HOMELIE DU PERE XAVIER

Dimanche 21 août 2016

Vingt et unième dimanche du temps ordinaire – Année C

Si vous vous rendez prochainement dans un cimetière, et si vous avez du temps devant vous, je vous invite à parcourir les allées en portant votre attention sur les signes, les dessins que l’on a fait figurer sur les pierres tombales. Au cours de votre petite promenade, regardez particulièrement les tombes les plus récentes, regardez ce que l’on a gravé dans le marbre. Sur un tombe, vous pourrez voir un motard sur sa moto, sur une autre un accordéoniste, sur une autre encore un pécheur à la ligne ou un chasseur avec son fusil. On se dit tout de suite que la personne enterrée-là était passionnée par la moto ou la pèche à la ligne, ou bien qu’elle a beaucoup égayé les fêtes du village en jouant à l’accordéon.

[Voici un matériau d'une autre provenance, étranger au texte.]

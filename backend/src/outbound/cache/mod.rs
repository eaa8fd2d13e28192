//! Redis adapters for the job-status store and the metadata response cache.
//!
//! Both share one `bb8-redis` pool. Keys are namespaced so several services
//! can share a Redis instance.

mod redis_job_status_store;
mod redis_response_cache;

use bb8_redis::RedisConnectionManager;
use bb8_redis::bb8::{Pool, PooledConnection};
use tracing::info;

pub use redis_job_status_store::RedisJobStatusStore;
pub use redis_response_cache::{CacheTtl, RedisResponseCache};

/// Cloneable handle to a Redis connection pool.
#[derive(Clone)]
pub struct RedisPool {
    inner: Pool<RedisConnectionManager>,
}

impl RedisPool {
    /// Connect to `redis_url` with at most `max_size` connections.
    ///
    /// # Errors
    ///
    /// Returns the Redis error message when the URL is invalid or the first
    /// connection cannot be opened.
    pub async fn connect(redis_url: &str, max_size: u32) -> Result<Self, String> {
        let manager = RedisConnectionManager::new(redis_url).map_err(|err| err.to_string())?;
        let inner = Pool::builder()
            .max_size(max_size.max(1))
            .build(manager)
            .await
            .map_err(|err| err.to_string())?;
        info!(max_size, "redis pool ready");
        Ok(Self { inner })
    }

    pub(crate) async fn get(
        &self,
    ) -> Result<PooledConnection<'_, RedisConnectionManager>, String> {
        self.inner.get().await.map_err(|err| err.to_string())
    }
}
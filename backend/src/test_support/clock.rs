//! Controllable clock for datadump and validation tests.

use std::sync::Mutex;
use std::time::Duration;

use chrono::{DateTime, Local, TimeDelta, Utc};
use mockable::Clock;

pub struct MutableClock(Mutex<DateTime<Utc>>);

impl MutableClock {
    pub fn new(now: DateTime<Utc>) -> Self {
        Self(Mutex::new(now))
    }

    pub fn advance(&self, delta: Duration) {
        let delta = match TimeDelta::from_std(delta) {
            Ok(delta) => delta,
            Err(error) => {
                panic!("failed to convert Duration to TimeDelta: {error}; delta={delta:?}")
            }
        };
        *self.lock_clock() += delta;
    }

    fn lock_clock(&self) -> std::sync::MutexGuard<'_, DateTime<Utc>> {
        match self.0.lock() {
            Ok(guard) => guard,
            Err(_) => panic!("clock mutex"),
        }
    }
}

impl Clock for MutableClock {
    fn local(&self) -> DateTime<Local> {
        self.utc().with_timezone(&Local)
    }

    fn utc(&self) -> DateTime<Utc> {
        *self.lock_clock()
    }
}

/// `2016-01-02T00:00:00Z`, the day after the fixture observations.
pub fn fixture_now() -> DateTime<Utc> {
    crate::test_support::sensor_network::jan_first(0, 0).and_utc() + TimeDelta::days(1)
}
//! In-process observation warehouse.
//!
//! Mirrors the SQL adapter's semantics: half-open windows, case-insensitive
//! node and sensor membership, page order `(datetime, node_id, sensor,
//! meta_id, row_key)` and `date_trunc` bucketing.

use std::collections::{BTreeMap, HashMap};
use std::sync::{Arc, RwLock};

use async_trait::async_trait;
use chrono::NaiveDateTime;
use serde_json::{Map, Number, Value};

use crate::domain::ports::{
    AggregateQuery, AggregateRow, ObservationWarehouse, ObservationWarehouseError,
};
use crate::domain::{AggregateFunction, ObservationRow, TableQuery, WindowPage};

#[derive(Debug, Clone)]
struct MemoryTable {
    columns: Vec<String>,
    rows: Vec<ObservationRow>,
}

/// Feature tables held in memory.
#[derive(Debug, Default, Clone)]
pub struct InMemoryObservationWarehouse {
    tables: Arc<RwLock<HashMap<String, MemoryTable>>>,
}

impl InMemoryObservationWarehouse {
    /// Create or replace `name`.
    ///
    /// Each row's `row_key` is set to its position in `rows`.
    pub fn create_table(&self, name: &str, columns: Vec<String>, rows: Vec<ObservationRow>) {
        let rows = rows
            .into_iter()
            .zip(0_u64..)
            .map(|(row, row_key)| ObservationRow { row_key, ..row })
            .collect();
        if let Ok(mut tables) = self.tables.write() {
            tables.insert(name.to_owned(), MemoryTable { columns, rows });
        }
    }

    /// Drop `name` if present.
    pub fn drop_table(&self, name: &str) {
        if let Ok(mut tables) = self.tables.write() {
            tables.remove(name);
        }
    }

    fn with_table<T>(
        &self,
        name: &str,
        f: impl FnOnce(&MemoryTable) -> T,
    ) -> Result<T, ObservationWarehouseError> {
        let tables = self
            .tables
            .read()
            .map_err(|_| ObservationWarehouseError::connection("warehouse lock poisoned"))?;
        let table = tables.get(name).ok_or_else(|| {
            ObservationWarehouseError::query(format!("relation \"{name}\" does not exist"))
        })?;
        Ok(f(table))
    }
}

fn matching(table: &MemoryTable, query: &TableQuery) -> Vec<ObservationRow> {
    let mut rows: Vec<ObservationRow> = table
        .rows
        .iter()
        .filter(|row| query.window.contains(&row.datetime))
        .filter(|row| {
            query
                .nodes
                .iter()
                .any(|node| node.as_str() == row.node_id.to_lowercase())
        })
        .filter(|row| {
            query
                .sensors
                .iter()
                .any(|sensor| sensor.as_str() == row.sensor.to_lowercase())
        })
        .cloned()
        .collect();
    rows.sort_by(|a, b| a.page_order(b));
    rows
}

fn to_usize(value: u64) -> usize {
    usize::try_from(value).unwrap_or(usize::MAX)
}

#[async_trait]
impl ObservationWarehouse for InMemoryObservationWarehouse {
    async fn describe_table(
        &self,
        table: &str,
    ) -> Result<Option<Vec<String>>, ObservationWarehouseError> {
        let tables = self
            .tables
            .read()
            .map_err(|_| ObservationWarehouseError::connection("warehouse lock poisoned"))?;
        Ok(tables.get(table).map(|t| t.columns.clone()))
    }

    async fn fetch(&self, query: &TableQuery) -> Result<Vec<ObservationRow>, ObservationWarehouseError> {
        self.with_table(&query.table.name, |table| {
            let rows = matching(table, query).into_iter().skip(to_usize(query.offset));
            match query.limit {
                Some(limit) => rows.take(to_usize(limit)).collect(),
                None => rows.collect(),
            }
        })
    }

    async fn fetch_window(
        &self,
        query: &TableQuery,
        page: &WindowPage,
    ) -> Result<Vec<ObservationRow>, ObservationWarehouseError> {
        self.with_table(&query.table.name, |table| {
            matching(table, query)
                .into_iter()
                .filter(|row| {
                    page.after
                        .as_ref()
                        .is_none_or(|cursor| cursor.cmp_row(row).is_gt())
                })
                .skip(to_usize(page.offset))
                .take(to_usize(page.size))
                .collect()
        })
    }

    async fn count(&self, query: &TableQuery) -> Result<u64, ObservationWarehouseError> {
        self.with_table(&query.table.name, |table| {
            let total = u64::try_from(matching(table, query).len()).unwrap_or(u64::MAX);
            let remaining = total.saturating_sub(query.offset);
            query.limit.map_or(remaining, |limit| remaining.min(limit))
        })
    }

    async fn aggregate(
        &self,
        query: &AggregateQuery,
    ) -> Result<Vec<AggregateRow>, ObservationWarehouseError> {
        self.with_table(&query.table, |table| {
            let mut buckets: BTreeMap<NaiveDateTime, Vec<&ObservationRow>> = BTreeMap::new();
            for row in &table.rows {
                let in_scope = query.window.contains(&row.datetime)
                    && row.node_id.to_lowercase() == query.node.as_str()
                    && query
                        .sensors
                        .iter()
                        .any(|sensor| sensor.as_str() == row.sensor.to_lowercase());
                if in_scope {
                    buckets
                        .entry(query.interval.truncate(row.datetime))
                        .or_default()
                        .push(row);
                }
            }
            buckets
                .into_iter()
                .map(|(bucket, rows)| AggregateRow {
                    bucket,
                    count: u64::try_from(rows.len()).unwrap_or(u64::MAX),
                    values: aggregate_properties(query, &rows),
                })
                .collect()
        })
    }
}

fn aggregate_properties(query: &AggregateQuery, rows: &[&ObservationRow]) -> Map<String, Value> {
    query
        .properties
        .iter()
        .map(|property| {
            let present = rows
                .iter()
                .filter_map(|row| row.values.get(property))
                .filter(|value| !value.is_null());
            let value = if query.function == AggregateFunction::Count {
                Value::from(present.count())
            } else {
                let numbers: Vec<f64> = present.filter_map(Value::as_f64).collect();
                query
                    .function
                    .apply(&numbers)
                    .and_then(Number::from_f64)
                    .map_or(Value::Null, Value::Number)
            };
            (property.clone(), value)
        })
        .collect()
}
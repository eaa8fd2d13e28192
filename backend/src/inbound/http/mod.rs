//! HTTP inbound adapter exposing the sensor-network REST endpoints.

pub mod cache_control;
pub mod error;
pub mod health;
pub mod jobs;
pub mod metadata;
pub mod observations;
pub mod schemas;
pub mod state;
pub mod validation;

pub use error::{ApiError, ApiResult};

use actix_web::web;

use crate::domain::Error;

/// Register every sensor-network and datadump endpoint.
///
/// Literal `query` segments are registered ahead of the `{node}` patterns
/// they would otherwise match. Malformed query strings are answered with
/// the error envelope.
///
/// # Examples
/// ```ignore
/// let app = App::new().app_data(state).configure(routes);
/// ```
pub fn routes(cfg: &mut web::ServiceConfig) {
    let query_config = web::QueryConfig::default().error_handler(|err, _req| {
        ApiError::from(Error::invalid_request(format!("Malformed query string: {err}"))).into()
    });
    cfg.app_data(query_config)
        .service(observations::query_network)
        .service(observations::query_nodes)
        .service(observations::query_node)
        .service(observations::download)
        .service(observations::aggregate)
        .service(metadata::list_networks)
        .service(metadata::get_network)
        .service(metadata::list_nodes)
        .service(metadata::get_node)
        .service(metadata::list_features)
        .service(metadata::get_feature)
        .service(metadata::list_sensors)
        .service(metadata::get_sensor)
        .service(jobs::job_status)
        .service(jobs::datadump_part);
}
/// Describe one feature of interest.
#[utoipa::path(
    get,
    path = "/sensor-networks/{network}/features-of-interest/{feature}",
    params(
        ("network" = String, Path, description = "Network name"),
        ("feature" = String, Path, description = "Feature name")
    ),
    responses(
        (status = 200, description = "Feature metadata", body = EnvelopeSchema),
        (status = 400, description = "Unknown network or feature", body = ErrorEnvelopeSchema)
    ),
    tags = ["metadata"],
    operation_id = "getFeature"
)]
#[get("/sensor-networks/{network}/features-of-interest/{feature}")]
pub async fn get_feature(
    state: web::Data<HttpState>,
    req: HttpRequest,
    path: web::Path<(String, String)>,
) -> ApiResult<HttpResponse> {
    let (network, feature) = path.into_inner();
    cached(&state, &req, || async {
        let echoed =
            raw_echo(Some(&network), &RawQuery::new()).with("features_of_interest", json!(feature));
        let view = load_view(&state, &network, &echoed).await?;
        let name = parse_path_name::<FeatureName>(&feature, FEATURES, &echoed)?;
        let feature = view
            .feature(&name)
            .ok_or_else(|| Error::invalid_request(format!("Invalid feature of interest: {name}")))
            .echoing(&echoed)?;
        Ok(render(echoed, vec![FeatureBody::from(feature)])?)
    })
    .await
}
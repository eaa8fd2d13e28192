//! Sensor-network metadata model.
//!
//! Networks own nodes, nodes carry sensors, and sensors declare which
//! feature-of-interest each of their raw properties belongs to. All names
//! are normalised to lower case at construction so every comparison in the
//! catalog and planner is case-insensitive.

use std::collections::{BTreeMap, BTreeSet};
use std::fmt;

use serde::{Deserialize, Serialize};
use serde_json::Value;

/// Validation errors raised by the sensor-network model constructors.
#[derive(Debug, Clone, PartialEq, thiserror::Error)]
pub enum SensorNetworkValidationError {
    #[error("{kind} must not be empty")]
    EmptyName { kind: &'static str },
    #[error("{kind} must not contain whitespace: {value}")]
    InvalidName { kind: &'static str, value: String },
    #[error("observed property must look like <feature>.<property>: {value}")]
    InvalidFeatureProperty { value: String },
    #[error("unknown observed property type: {value}")]
    UnknownPropertyType { value: String },
    #[error("latitude/longitude out of range: ({lat}, {lng})")]
    InvalidLocation { lat: f64, lng: f64 },
    #[error("invalid GeoJSON polygon: {message}")]
    InvalidGeometry { message: String },
}

macro_rules! lowercase_name {
    ($(#[$meta:meta])* $name:ident, $kind:literal) => {
        $(#[$meta])*
        #[derive(Debug, Clone, PartialEq, Eq, PartialOrd, Ord, Hash, Serialize, Deserialize)]
        #[serde(try_from = "String", into = "String")]
        pub struct $name(String);

        impl $name {
            /// Normalise and validate a raw name.
            pub fn new(value: impl AsRef<str>) -> Result<Self, SensorNetworkValidationError> {
                let trimmed = value.as_ref().trim();
                if trimmed.is_empty() {
                    return Err(SensorNetworkValidationError::EmptyName { kind: $kind });
                }
                if trimmed.chars().any(char::is_whitespace) {
                    return Err(SensorNetworkValidationError::InvalidName {
                        kind: $kind,
                        value: trimmed.to_owned(),
                    });
                }
                Ok(Self(trimmed.to_lowercase()))
            }

            /// Borrow the normalised name.
            pub fn as_str(&self) -> &str {
                self.0.as_str()
            }
        }

        impl AsRef<str> for $name {
            fn as_ref(&self) -> &str {
                self.as_str()
            }
        }

        impl fmt::Display for $name {
            fn fmt(&self, f: &mut fmt::Formatter<'_>) -> fmt::Result {
                f.write_str(&self.0)
            }
        }

        impl From<$name> for String {
            fn from(value: $name) -> Self {
                value.0
            }
        }

        impl TryFrom<String> for $name {
            type Error = SensorNetworkValidationError;

            fn try_from(value: String) -> Result<Self, Self::Error> {
                Self::new(value)
            }
        }

        impl std::str::FromStr for $name {
            type Err = SensorNetworkValidationError;

            fn from_str(s: &str) -> Result<Self, Self::Err> {
                Self::new(s)
            }
        }
    };
}

lowercase_name!(
    /// Network identifier, e.g. `array_of_things_chicago`.
    NetworkName,
    "network name"
);
lowercase_name!(
    /// Node identifier, unique within its network.
    NodeId,
    "node id"
);
lowercase_name!(
    /// Sensor model name, e.g. `tmp112`.
    SensorName,
    "sensor name"
);
lowercase_name!(
    /// Feature-of-interest name, e.g. `temperature`.
    FeatureName,
    "feature name"
);

/// Column type of an observed property.
#[derive(Debug, Clone, Copy, PartialEq, Eq, Hash, Serialize, Deserialize)]
#[serde(try_from = "String", into = "String")]
pub enum PropertyType {
    Float,
    Double,
    String,
    Bool,
    Int,
    Integer,
}

impl PropertyType {
    /// Whether aggregate functions other than `count` apply.
    pub fn is_numeric(self) -> bool {
        !matches!(self, Self::String | Self::Bool)
    }

    /// Warehouse column type backing this property.
    pub fn sql_type(self) -> &'static str {
        match self {
            Self::Float | Self::Double => "double precision",
            Self::String => "text",
            Self::Bool => "boolean",
            Self::Int | Self::Integer => "bigint",
        }
    }

    fn as_str(self) -> &'static str {
        match self {
            Self::Float => "float",
            Self::Double => "double",
            Self::String => "string",
            Self::Bool => "bool",
            Self::Int => "int",
            Self::Integer => "integer",
        }
    }
}

impl std::str::FromStr for PropertyType {
    type Err = SensorNetworkValidationError;

    fn from_str(s: &str) -> Result<Self, Self::Err> {
        match s.trim().to_ascii_lowercase().as_str() {
            "float" => Ok(Self::Float),
            "double" => Ok(Self::Double),
            "string" => Ok(Self::String),
            "bool" | "boolean" => Ok(Self::Bool),
            "int" => Ok(Self::Int),
            "integer" => Ok(Self::Integer),
            _ => Err(SensorNetworkValidationError::UnknownPropertyType {
                value: s.to_owned(),
            }),
        }
    }
}

impl TryFrom<String> for PropertyType {
    type Error = SensorNetworkValidationError;

    fn try_from(value: String) -> Result<Self, Self::Error> {
        value.parse()
    }
}

impl From<PropertyType> for String {
    fn from(value: PropertyType) -> Self {
        value.as_str().to_owned()
    }
}

/// One column declared by a feature-of-interest.
#[derive(Debug, Clone, PartialEq, Eq, Serialize, Deserialize)]
pub struct ObservedPropertyDef {
    pub name: String,
    #[serde(rename = "type")]
    pub property_type: PropertyType,
}

/// Feature-of-interest with its ordered property definitions.
#[derive(Debug, Clone, PartialEq, Eq)]
pub struct Feature {
    pub name: FeatureName,
    pub observed_properties: Vec<ObservedPropertyDef>,
    pub networks: BTreeSet<NetworkName>,
}

impl Feature {
    /// Properties whose type supports numeric aggregation.
    pub fn numeric_properties(&self) -> impl Iterator<Item = &ObservedPropertyDef> {
        self.observed_properties
            .iter()
            .filter(|prop| prop.property_type.is_numeric())
    }
}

La tombe est normalement l’expression de la Foi en la vie éternelle, du moins pour les baptisés. C’est pourquoi sur la tombe des baptisés, il y a une croix, bien visible, pour manifester qu’il s’agit de la sépulture d’une personne pour qui notre Seigneur Jésus a donné sa vie sur la croix afin que cette personne soit sauvée. La croix sur la tombe exprime que la personne a commencé à accueillir le salut offert par le Christ en étant baptisée et qu’elle n’a pu espérer être définitivement sauvée que par Jésus et sa croix. Sur la tombe des baptisés, lorsqu’il n’y a plus ce signe, et qu’à sa place on fait figurer des représentations de ce qui a passionné les gens sur la terre, on ne se tourne que vers les souvenirs du passé et il n’y a aucune espérance en une vie éternelle. Certains disent : « Il doit maintenant être au paradis des accordéonistes, des pécheurs à la ligne… ». On parlait ainsi jadis, avant le christianisme, au temps de la mythologie. Voir des baptisés avoir une telle attitude aujourd’hui est un grand signe de déchristianisation. Le paradis, aller au ciel, c’est une chose sérieuse. C’est sérieux, mais pour considérer qu’il s’agit d’une chose sérieuse, il faut que l’on éprouve la nécessité d’être sauvé. La question centrale est là : aujourd’hui, dans notre monde, éprouve-t-on le besoin fondamental d’être sauvé ?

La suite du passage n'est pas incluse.